### What you are asked to do
The answer must consist of each line below that holds the word "hello", copied as it stands.

### Records supplied

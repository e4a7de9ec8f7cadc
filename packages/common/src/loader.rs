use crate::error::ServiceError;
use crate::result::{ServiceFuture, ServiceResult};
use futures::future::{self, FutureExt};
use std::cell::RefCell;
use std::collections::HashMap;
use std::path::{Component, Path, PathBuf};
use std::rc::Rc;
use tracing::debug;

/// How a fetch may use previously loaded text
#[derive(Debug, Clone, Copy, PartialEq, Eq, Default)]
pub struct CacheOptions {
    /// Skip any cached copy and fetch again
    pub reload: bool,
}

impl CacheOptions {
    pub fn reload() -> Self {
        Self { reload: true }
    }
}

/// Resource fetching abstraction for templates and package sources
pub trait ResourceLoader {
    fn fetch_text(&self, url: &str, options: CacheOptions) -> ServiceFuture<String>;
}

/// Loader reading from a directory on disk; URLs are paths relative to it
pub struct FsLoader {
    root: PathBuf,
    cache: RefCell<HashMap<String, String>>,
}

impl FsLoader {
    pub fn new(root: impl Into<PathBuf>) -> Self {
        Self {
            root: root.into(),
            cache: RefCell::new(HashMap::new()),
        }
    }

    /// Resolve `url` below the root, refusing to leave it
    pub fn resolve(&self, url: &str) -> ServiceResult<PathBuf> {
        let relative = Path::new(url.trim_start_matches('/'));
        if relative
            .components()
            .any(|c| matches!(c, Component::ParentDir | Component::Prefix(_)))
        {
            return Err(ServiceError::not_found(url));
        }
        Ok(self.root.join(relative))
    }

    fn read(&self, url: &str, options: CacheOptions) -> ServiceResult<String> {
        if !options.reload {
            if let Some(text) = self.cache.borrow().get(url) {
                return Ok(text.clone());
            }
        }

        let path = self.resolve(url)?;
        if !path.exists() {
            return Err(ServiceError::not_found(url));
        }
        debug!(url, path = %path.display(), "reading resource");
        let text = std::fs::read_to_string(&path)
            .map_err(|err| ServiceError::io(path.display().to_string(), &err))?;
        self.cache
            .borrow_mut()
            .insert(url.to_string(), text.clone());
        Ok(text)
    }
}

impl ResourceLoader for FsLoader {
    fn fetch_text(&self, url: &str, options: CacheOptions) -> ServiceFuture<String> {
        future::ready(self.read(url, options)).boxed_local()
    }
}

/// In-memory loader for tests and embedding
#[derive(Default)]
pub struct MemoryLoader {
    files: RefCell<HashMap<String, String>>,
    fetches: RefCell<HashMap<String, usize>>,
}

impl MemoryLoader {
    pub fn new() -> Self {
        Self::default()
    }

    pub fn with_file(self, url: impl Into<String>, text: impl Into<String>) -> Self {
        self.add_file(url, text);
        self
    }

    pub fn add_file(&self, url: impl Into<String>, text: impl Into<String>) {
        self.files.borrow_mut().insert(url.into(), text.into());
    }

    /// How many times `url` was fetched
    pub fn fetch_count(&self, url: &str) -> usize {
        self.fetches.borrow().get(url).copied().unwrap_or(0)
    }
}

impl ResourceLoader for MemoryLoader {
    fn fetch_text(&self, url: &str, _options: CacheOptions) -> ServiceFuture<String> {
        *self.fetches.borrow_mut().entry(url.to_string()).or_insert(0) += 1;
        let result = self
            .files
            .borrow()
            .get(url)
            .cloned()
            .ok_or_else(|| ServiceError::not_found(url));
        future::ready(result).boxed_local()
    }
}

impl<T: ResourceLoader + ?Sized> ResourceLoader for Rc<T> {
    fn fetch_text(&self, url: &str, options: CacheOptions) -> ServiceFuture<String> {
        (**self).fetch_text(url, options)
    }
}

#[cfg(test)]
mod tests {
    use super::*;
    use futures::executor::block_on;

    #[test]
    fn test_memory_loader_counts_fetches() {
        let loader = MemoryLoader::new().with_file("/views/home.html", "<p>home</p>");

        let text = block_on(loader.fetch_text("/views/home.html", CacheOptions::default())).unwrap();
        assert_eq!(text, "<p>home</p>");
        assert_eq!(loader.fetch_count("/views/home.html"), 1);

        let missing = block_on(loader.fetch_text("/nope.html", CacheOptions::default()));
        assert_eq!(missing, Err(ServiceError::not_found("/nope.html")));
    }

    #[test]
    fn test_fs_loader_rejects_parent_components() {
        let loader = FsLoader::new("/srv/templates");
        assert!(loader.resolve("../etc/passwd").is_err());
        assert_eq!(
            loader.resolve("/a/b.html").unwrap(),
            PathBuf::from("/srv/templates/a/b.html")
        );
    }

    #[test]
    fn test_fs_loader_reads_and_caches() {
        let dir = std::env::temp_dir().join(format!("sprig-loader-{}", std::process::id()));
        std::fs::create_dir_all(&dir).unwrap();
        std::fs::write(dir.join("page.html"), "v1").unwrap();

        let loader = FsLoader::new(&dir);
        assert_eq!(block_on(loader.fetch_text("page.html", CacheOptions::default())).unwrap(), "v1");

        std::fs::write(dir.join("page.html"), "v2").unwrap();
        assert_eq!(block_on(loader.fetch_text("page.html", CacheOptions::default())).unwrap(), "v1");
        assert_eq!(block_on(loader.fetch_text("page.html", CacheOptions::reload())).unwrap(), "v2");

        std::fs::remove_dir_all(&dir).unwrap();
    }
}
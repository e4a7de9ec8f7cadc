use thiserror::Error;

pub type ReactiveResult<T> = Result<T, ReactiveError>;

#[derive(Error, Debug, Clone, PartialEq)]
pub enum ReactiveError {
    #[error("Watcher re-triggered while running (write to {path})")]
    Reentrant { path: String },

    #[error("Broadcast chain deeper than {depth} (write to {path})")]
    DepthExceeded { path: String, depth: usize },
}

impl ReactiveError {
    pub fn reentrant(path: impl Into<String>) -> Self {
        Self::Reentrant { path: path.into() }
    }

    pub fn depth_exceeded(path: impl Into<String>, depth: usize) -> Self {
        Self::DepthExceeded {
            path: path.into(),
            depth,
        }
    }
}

---

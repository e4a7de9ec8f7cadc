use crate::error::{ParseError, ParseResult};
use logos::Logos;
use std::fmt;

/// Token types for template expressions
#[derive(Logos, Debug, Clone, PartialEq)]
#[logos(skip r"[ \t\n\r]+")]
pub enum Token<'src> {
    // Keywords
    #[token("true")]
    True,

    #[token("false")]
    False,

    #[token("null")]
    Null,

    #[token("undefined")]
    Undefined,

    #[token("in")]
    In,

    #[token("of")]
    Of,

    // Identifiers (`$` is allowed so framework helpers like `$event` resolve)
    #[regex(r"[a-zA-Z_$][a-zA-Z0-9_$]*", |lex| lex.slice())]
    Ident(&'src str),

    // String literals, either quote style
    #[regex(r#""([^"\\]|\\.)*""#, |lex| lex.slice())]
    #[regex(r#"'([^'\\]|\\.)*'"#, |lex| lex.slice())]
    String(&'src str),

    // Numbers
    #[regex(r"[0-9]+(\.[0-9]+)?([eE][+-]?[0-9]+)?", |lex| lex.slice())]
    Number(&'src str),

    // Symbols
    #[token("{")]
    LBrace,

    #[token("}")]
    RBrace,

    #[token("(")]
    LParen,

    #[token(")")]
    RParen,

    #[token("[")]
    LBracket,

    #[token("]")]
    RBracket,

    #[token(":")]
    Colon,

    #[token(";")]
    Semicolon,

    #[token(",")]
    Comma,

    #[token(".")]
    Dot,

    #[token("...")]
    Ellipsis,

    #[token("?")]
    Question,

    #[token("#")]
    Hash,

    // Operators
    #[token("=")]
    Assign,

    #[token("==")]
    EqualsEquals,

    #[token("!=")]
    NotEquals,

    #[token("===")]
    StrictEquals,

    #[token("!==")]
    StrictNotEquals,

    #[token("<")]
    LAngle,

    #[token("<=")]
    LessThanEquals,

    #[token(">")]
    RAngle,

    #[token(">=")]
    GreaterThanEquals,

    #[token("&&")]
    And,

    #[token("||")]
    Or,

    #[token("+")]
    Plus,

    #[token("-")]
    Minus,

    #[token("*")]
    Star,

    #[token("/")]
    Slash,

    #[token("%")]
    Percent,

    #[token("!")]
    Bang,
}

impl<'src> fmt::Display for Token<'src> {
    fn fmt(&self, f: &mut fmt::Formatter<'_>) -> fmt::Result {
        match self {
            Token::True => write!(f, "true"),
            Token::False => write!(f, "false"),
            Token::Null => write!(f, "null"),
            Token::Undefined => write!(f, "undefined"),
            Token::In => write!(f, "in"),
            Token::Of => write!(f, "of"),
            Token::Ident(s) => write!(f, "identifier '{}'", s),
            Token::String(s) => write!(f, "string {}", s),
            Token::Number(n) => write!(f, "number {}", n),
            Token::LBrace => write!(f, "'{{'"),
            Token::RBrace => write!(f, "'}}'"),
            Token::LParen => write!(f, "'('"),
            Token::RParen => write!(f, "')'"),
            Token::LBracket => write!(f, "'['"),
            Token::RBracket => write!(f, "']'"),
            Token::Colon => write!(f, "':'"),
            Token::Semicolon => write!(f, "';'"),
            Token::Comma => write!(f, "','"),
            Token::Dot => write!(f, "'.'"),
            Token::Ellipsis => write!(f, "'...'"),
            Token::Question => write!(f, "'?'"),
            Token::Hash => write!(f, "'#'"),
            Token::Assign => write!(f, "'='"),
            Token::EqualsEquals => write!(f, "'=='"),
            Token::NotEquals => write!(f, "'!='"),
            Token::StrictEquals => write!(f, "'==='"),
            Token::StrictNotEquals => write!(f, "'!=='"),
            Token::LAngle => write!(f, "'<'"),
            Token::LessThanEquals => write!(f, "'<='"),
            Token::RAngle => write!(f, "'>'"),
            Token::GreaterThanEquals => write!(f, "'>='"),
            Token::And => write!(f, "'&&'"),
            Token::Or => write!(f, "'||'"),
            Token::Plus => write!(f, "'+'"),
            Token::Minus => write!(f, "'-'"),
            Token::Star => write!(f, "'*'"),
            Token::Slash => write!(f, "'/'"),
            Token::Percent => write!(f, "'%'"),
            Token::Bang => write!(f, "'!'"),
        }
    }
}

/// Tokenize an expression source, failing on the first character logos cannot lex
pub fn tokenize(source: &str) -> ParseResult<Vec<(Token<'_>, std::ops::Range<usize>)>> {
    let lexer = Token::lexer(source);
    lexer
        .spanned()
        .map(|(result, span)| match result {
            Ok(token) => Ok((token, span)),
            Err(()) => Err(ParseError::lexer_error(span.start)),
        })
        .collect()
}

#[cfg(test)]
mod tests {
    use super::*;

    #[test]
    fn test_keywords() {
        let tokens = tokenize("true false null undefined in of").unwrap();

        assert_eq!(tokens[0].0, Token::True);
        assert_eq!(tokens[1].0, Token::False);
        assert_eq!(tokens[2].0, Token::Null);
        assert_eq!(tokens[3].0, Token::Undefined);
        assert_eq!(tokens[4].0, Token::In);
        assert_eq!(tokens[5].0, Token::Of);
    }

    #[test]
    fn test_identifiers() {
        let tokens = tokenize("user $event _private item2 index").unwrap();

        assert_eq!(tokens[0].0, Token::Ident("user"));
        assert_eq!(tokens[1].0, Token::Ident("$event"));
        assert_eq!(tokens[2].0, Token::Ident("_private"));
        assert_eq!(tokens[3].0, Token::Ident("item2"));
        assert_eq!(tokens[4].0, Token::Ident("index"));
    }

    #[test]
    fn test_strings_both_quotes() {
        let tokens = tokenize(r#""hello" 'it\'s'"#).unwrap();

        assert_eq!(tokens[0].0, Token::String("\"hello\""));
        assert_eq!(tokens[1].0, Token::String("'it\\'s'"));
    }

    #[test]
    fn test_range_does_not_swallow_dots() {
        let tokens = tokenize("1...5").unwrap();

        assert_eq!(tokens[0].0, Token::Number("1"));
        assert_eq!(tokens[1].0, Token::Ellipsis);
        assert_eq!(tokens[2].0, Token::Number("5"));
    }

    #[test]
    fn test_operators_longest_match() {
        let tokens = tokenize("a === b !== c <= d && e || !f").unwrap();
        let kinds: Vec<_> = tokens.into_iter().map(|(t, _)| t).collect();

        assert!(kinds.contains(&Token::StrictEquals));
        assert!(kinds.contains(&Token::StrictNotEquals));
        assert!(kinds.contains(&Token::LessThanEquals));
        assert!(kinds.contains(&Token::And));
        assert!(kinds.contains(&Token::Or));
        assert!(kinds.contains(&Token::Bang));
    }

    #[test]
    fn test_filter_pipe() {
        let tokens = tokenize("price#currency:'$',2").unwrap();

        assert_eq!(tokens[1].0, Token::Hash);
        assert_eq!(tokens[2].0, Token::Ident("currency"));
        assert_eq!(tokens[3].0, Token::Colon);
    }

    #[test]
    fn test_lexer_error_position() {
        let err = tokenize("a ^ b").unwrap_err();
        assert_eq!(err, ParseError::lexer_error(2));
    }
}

* * *

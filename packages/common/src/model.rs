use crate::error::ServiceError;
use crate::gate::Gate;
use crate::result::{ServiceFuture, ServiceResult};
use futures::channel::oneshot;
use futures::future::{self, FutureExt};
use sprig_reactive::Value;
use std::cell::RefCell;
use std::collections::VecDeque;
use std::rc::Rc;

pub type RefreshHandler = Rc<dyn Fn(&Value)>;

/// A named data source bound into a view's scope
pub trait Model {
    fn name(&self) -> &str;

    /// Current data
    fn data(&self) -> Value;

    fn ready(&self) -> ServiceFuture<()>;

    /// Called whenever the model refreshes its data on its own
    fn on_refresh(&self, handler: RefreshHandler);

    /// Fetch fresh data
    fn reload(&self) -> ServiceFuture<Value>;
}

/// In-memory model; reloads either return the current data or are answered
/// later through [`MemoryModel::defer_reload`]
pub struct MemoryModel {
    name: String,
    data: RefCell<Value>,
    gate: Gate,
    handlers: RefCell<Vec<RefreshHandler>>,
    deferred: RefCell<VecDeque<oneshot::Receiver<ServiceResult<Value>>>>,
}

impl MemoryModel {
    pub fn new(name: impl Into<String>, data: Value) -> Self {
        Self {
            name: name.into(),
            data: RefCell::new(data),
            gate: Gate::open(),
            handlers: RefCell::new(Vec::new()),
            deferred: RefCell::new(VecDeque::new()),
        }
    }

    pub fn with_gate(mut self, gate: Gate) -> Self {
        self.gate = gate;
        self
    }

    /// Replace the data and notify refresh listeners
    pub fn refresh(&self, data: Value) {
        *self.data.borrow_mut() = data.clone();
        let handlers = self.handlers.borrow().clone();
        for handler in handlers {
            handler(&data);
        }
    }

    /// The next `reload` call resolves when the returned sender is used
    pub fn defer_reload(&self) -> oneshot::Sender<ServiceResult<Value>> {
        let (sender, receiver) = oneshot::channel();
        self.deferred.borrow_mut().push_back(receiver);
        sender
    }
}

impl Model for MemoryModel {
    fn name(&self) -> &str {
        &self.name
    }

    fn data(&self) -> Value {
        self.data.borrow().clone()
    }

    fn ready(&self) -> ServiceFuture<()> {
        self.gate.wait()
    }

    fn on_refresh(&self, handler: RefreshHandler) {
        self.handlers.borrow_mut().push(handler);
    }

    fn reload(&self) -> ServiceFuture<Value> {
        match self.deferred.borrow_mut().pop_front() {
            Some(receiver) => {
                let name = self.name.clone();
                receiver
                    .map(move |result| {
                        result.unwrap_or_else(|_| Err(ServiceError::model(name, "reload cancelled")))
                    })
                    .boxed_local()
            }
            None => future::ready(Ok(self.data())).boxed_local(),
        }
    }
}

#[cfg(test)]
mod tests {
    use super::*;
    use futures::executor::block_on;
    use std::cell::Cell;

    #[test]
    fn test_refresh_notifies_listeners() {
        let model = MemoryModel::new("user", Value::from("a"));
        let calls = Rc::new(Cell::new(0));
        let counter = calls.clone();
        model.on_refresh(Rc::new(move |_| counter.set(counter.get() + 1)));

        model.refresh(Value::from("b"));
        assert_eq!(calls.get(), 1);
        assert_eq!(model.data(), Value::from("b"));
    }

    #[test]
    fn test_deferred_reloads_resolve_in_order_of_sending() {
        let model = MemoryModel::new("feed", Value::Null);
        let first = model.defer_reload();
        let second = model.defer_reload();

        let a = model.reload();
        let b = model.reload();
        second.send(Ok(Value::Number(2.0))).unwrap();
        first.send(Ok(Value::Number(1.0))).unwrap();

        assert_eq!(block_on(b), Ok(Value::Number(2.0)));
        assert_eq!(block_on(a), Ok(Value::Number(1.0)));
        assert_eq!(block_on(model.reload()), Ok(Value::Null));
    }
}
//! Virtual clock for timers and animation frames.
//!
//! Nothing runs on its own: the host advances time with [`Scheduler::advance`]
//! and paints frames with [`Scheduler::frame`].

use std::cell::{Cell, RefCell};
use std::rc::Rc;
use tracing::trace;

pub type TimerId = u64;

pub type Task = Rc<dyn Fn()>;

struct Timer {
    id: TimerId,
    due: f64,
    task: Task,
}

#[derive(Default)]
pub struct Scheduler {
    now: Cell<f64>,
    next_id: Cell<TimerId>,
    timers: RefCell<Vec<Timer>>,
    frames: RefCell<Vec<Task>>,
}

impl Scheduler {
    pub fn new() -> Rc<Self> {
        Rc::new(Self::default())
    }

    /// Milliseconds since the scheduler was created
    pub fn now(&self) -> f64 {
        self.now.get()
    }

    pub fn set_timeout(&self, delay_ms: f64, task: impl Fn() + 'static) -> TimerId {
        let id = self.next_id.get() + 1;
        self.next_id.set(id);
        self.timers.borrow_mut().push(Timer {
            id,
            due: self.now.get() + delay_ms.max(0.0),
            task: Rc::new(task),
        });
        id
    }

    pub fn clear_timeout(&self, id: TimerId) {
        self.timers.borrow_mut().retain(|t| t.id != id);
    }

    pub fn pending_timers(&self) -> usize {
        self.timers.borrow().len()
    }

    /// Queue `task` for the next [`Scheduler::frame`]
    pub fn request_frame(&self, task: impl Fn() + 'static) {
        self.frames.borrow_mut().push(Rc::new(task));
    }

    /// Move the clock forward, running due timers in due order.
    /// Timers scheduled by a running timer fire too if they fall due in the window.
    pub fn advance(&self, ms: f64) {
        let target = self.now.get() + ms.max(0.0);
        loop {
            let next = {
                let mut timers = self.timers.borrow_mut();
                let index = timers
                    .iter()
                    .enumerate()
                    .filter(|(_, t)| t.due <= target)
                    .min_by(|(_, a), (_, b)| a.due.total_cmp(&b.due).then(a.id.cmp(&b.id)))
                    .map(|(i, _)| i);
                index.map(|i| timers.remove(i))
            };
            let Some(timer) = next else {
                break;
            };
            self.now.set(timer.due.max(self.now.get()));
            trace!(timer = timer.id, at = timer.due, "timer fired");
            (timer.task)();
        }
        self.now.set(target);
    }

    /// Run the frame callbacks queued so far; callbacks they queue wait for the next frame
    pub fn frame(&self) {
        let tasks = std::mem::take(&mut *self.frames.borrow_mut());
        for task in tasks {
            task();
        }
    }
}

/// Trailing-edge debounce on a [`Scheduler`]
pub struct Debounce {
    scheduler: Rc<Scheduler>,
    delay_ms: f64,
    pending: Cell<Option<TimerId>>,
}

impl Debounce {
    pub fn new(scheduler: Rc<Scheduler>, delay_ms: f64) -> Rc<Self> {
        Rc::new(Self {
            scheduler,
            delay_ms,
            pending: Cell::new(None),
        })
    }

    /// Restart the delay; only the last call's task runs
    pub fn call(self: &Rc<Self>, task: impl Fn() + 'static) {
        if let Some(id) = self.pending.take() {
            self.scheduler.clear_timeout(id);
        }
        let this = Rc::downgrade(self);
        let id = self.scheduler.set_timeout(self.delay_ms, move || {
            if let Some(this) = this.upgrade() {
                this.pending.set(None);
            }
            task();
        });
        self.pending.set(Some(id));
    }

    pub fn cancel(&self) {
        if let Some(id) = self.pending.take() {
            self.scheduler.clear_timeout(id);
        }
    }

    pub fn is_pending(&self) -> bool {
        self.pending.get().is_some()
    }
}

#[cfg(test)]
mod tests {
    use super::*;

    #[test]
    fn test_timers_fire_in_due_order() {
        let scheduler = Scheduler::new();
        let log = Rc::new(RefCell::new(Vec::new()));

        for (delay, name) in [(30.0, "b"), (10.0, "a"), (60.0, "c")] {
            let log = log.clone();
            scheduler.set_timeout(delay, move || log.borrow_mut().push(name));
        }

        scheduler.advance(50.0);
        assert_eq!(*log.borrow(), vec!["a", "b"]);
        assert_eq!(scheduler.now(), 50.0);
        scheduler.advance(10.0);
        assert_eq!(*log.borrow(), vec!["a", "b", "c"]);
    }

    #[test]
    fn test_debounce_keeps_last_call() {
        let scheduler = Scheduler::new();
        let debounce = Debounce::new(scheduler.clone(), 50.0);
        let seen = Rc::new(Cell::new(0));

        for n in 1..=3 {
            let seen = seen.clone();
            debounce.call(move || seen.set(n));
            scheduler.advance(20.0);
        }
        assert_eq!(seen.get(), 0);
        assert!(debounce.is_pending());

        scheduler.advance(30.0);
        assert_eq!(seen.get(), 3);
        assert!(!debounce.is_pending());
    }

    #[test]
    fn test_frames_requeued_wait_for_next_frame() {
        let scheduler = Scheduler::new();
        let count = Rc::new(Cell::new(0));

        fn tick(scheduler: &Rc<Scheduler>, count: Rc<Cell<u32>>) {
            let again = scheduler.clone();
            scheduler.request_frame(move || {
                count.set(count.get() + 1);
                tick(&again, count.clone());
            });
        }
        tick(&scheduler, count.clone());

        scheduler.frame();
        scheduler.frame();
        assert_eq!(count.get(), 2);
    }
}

### Response to the exercise
        let tokens = tokenize(r#""hello" 'it\'s'"#).unwrap();
        assert_eq!(tokens[0].0, Token::String("\"hello\""));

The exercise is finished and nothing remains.